(Saved data entries)

---*---

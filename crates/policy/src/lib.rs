//! Surety Policy Engine
//!
//! Flight registration, insurance purchase, and payout crediting on a
//! finalized flight status. Premiums capitalize the airline's pool;
//! payouts land in the passenger's withdrawable balance.

mod engine;
mod error;

pub use engine::{PayoutSummary, PolicyEngine, PurchaseReceipt};
pub use error::PolicyError;
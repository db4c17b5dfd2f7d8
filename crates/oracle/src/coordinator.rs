//! Oracle coordinator
//!
//! Request lifecycle per (index, flight): Open -> Resolved. A request
//! resolves the moment one status is backed by `quorum` distinct oracles.
//! The first resolution for a flight finalizes it and triggers payouts;
//! anything after that is inert.

use std::collections::BTreeSet;

use surety_core::{Amount, FlightKey, FlightStatus, OracleConfig, Principal, SuretyEvent};
use surety_ledger::{
    authorize, Capability, LedgerError, LedgerStore, Oracle, OracleRequest, OracleRequestKey,
};
use surety_policy::{PayoutSummary, PolicyEngine};

use crate::error::OracleError;
use crate::generator::{HashIndexGenerator, IndexGenerator};

/// Result of `fetch_flight_status`
#[derive(Debug, Clone, PartialEq, Eq)]
pub enum FetchOutcome {
    /// A new request was opened
    Requested { index: u8, flight: FlightKey },
    /// An open request already existed under this key; its event was re-emitted
    Pending { index: u8, flight: FlightKey, votes: usize },
    /// Flight status is final; no request opened
    AlreadyResolved { status: FlightStatus },
}

/// Result of `submit_oracle_response`
#[derive(Debug, Clone, PartialEq, Eq)]
pub enum ResponseOutcome {
    /// Vote stored, quorum not yet reached
    Recorded { votes: usize, quorum: usize },
    /// This vote completed the quorum
    Resolved {
        status: FlightStatus,
        /// False when another request had already finalized the flight
        flight_finalized: bool,
        payout: PayoutSummary,
    },
    /// Request was already resolved; nothing changed
    AlreadyResolved { status: FlightStatus },
}

#[derive(Debug)]
pub struct OracleCoordinator {
    config: OracleConfig,
    generator: Box<dyn IndexGenerator>,
    policy: PolicyEngine,
}

impl OracleCoordinator {
    pub fn new(config: OracleConfig, policy: PolicyEngine) -> Self {
        Self::with_generator(config, policy, Box::new(HashIndexGenerator::from_seed(0)))
    }

    pub fn with_generator(
        config: OracleConfig,
        policy: PolicyEngine,
        generator: Box<dyn IndexGenerator>,
    ) -> Self {
        Self {
            config,
            generator,
            policy,
        }
    }

    pub fn config(&self) -> &OracleConfig {
        &self.config
    }

    // === Registration ===

    /// Register `sender` as an oracle with generated indexes
    pub fn register_oracle<S: LedgerStore>(
        &self,
        store: &mut S,
        sender: &Principal,
        fee: Amount,
    ) -> Result<Vec<u8>, OracleError> {
        self.check_registration(store, sender, fee)?;

        let indexes = self.generator.assign_indexes(
            sender,
            self.config.indexes_per_oracle,
            self.config.index_range,
        );
        self.validate_indexes(&indexes)?;

        self.insert_oracle(store, sender, indexes, fee)
    }

    /// Owner-only registration with a caller-chosen index set
    pub fn register_oracle_with_indexes<S: LedgerStore>(
        &self,
        store: &mut S,
        sender: &Principal,
        oracle: &Principal,
        indexes: Vec<u8>,
        fee: Amount,
    ) -> Result<Vec<u8>, OracleError> {
        authorize(store, sender, Capability::Owner)?;
        self.check_registration(store, oracle, fee)?;
        self.validate_indexes(&indexes)?;

        let mut indexes = indexes;
        indexes.sort_unstable();
        self.insert_oracle(store, oracle, indexes, fee)
    }

    /// Indexes assigned to `oracle`
    pub fn oracle_indexes<S: LedgerStore>(
        &self,
        store: &S,
        oracle: &Principal,
    ) -> Result<Vec<u8>, OracleError> {
        store
            .oracle(oracle)
            .filter(|o| o.registered)
            .map(|o| o.indexes.clone())
            .ok_or_else(|| LedgerError::OracleNotFound(oracle.clone()).into())
    }

    fn check_registration<S: LedgerStore>(
        &self,
        store: &S,
        oracle: &Principal,
        fee: Amount,
    ) -> Result<(), OracleError> {
        if store.is_oracle_registered(oracle) {
            return Err(OracleError::AlreadyRegistered(oracle.clone()));
        }
        if fee < self.config.registration_fee {
            return Err(OracleError::InsufficientFee {
                required: self.config.registration_fee,
                offered: fee,
            });
        }
        Ok(())
    }

    fn validate_indexes(&self, indexes: &[u8]) -> Result<(), OracleError> {
        if indexes.is_empty() {
            return Err(OracleError::InvalidIndexes {
                reason: "empty index set".to_string(),
            });
        }
        if let Some(bad) = indexes.iter().find(|i| **i >= self.config.index_range) {
            return Err(OracleError::InvalidIndexes {
                reason: format!("index {} outside 0..{}", bad, self.config.index_range),
            });
        }
        let distinct: BTreeSet<_> = indexes.iter().collect();
        if distinct.len() != indexes.len() {
            return Err(OracleError::InvalidIndexes {
                reason: "duplicate index".to_string(),
            });
        }
        Ok(())
    }

    fn insert_oracle<S: LedgerStore>(
        &self,
        store: &mut S,
        oracle: &Principal,
        indexes: Vec<u8>,
        fee: Amount,
    ) -> Result<Vec<u8>, OracleError> {
        store.insert_oracle(Oracle {
            id: oracle.clone(),
            indexes: indexes.clone(),
            registered: true,
            fee_paid: fee,
        })?;
        store.emit(SuretyEvent::OracleRegistered {
            oracle: oracle.clone(),
            indexes: indexes.clone(),
        });
        tracing::info!(oracle = %oracle, ?indexes, "Oracle registered");

        Ok(indexes)
    }

    // === Requests ===

    /// Ask oracles for the status of a registered flight
    pub fn fetch_flight_status<S: LedgerStore>(
        &self,
        store: &mut S,
        flight: &FlightKey,
        requester: &Principal,
    ) -> Result<FetchOutcome, OracleError> {
        let status = store
            .flight(flight)
            .filter(|f| f.registered)
            .map(|f| f.status)
            .ok_or_else(|| LedgerError::FlightNotFound(flight.clone()))?;

        if status.is_final() {
            tracing::debug!(flight = %flight, %status, "Flight already resolved");
            return Ok(FetchOutcome::AlreadyResolved { status });
        }

        let index = self.generator.next_index(requester, self.config.index_range);
        let key = OracleRequestKey::new(index, flight.clone());

        let outcome = match store.oracle_request(&key) {
            Some(existing) if existing.is_open() => FetchOutcome::Pending {
                index,
                flight: flight.clone(),
                votes: existing.responses.len(),
            },
            _ => {
                store.put_oracle_request(OracleRequest::open(key, requester.clone()));
                FetchOutcome::Requested {
                    index,
                    flight: flight.clone(),
                }
            }
        };

        store.emit(SuretyEvent::OracleRequested {
            index,
            flight: flight.clone(),
        });
        tracing::info!(flight = %flight, index, requester = %requester, "Oracle request emitted");

        Ok(outcome)
    }

    /// Record one oracle's answer to an open request
    pub fn submit_oracle_response<S: LedgerStore>(
        &self,
        store: &mut S,
        index: u8,
        flight: &FlightKey,
        status: FlightStatus,
        oracle: &Principal,
    ) -> Result<ResponseOutcome, OracleError> {
        authorize(store, oracle, Capability::OracleIndex(index))?;

        let key = OracleRequestKey::new(index, flight.clone());
        let request = store
            .oracle_request_mut(&key)
            .ok_or_else(|| LedgerError::RequestNotFound {
                index,
                flight: flight.clone(),
            })?;

        if let Some(resolved) = request.resolved {
            tracing::debug!(flight = %flight, index, oracle = %oracle, "Response to resolved request ignored");
            return Ok(ResponseOutcome::AlreadyResolved { status: resolved });
        }

        let votes = request.record(oracle.clone(), status);
        let quorum = self.config.quorum;
        if votes >= quorum {
            request.resolved = Some(status);
        }

        store.emit(SuretyEvent::OracleReported {
            index,
            flight: flight.clone(),
            oracle: oracle.clone(),
            status,
        });
        tracing::info!(flight = %flight, index, oracle = %oracle, %status, votes, "Oracle response recorded");

        if votes < quorum {
            return Ok(ResponseOutcome::Recorded { votes, quorum });
        }

        self.resolve(store, flight, status)
    }

    fn resolve<S: LedgerStore>(
        &self,
        store: &mut S,
        flight: &FlightKey,
        status: FlightStatus,
    ) -> Result<ResponseOutcome, OracleError> {
        let record = store
            .flight_mut(flight)
            .ok_or_else(|| LedgerError::FlightNotFound(flight.clone()))?;

        if record.status.is_final() || !status.is_final() {
            tracing::info!(
                flight = %flight,
                %status,
                current = %record.status,
                "Request resolved without finalizing flight"
            );
            return Ok(ResponseOutcome::Resolved {
                status,
                flight_finalized: false,
                payout: PayoutSummary::default(),
            });
        }

        record.status = status;
        store.emit(SuretyEvent::FlightStatusResolved {
            flight: flight.clone(),
            status,
        });
        tracing::info!(flight = %flight, %status, "Flight status resolved");

        let payout = self.policy.credit_payout(store, flight, status)?;

        Ok(ResponseOutcome::Resolved {
            status,
            flight_finalized: true,
            payout,
        })
    }
}
//! Event errors

use thiserror::Error;

#[derive(Error, Debug)]
pub enum EventError {
    #[error("IO error: {0}")]
    Io(#[from] std::io::Error),

    #[error("Serialization error: {0}")]
    Serialization(#[from] serde_json::Error),

    #[error("Invalid journal line in {file}:{line}: {reason}")]
    InvalidLine {
        file: String,
        line: usize,
        reason: String,
    },
}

---*---

- [Aim of the exercise] Show all lines from the data above in which the word "emitted" appears.

- [Solution below]
    /// An open request already existed under this key; its event was re-emitted
        tracing::info!(flight = %flight, index, requester = %requester, "Oracle request emitted");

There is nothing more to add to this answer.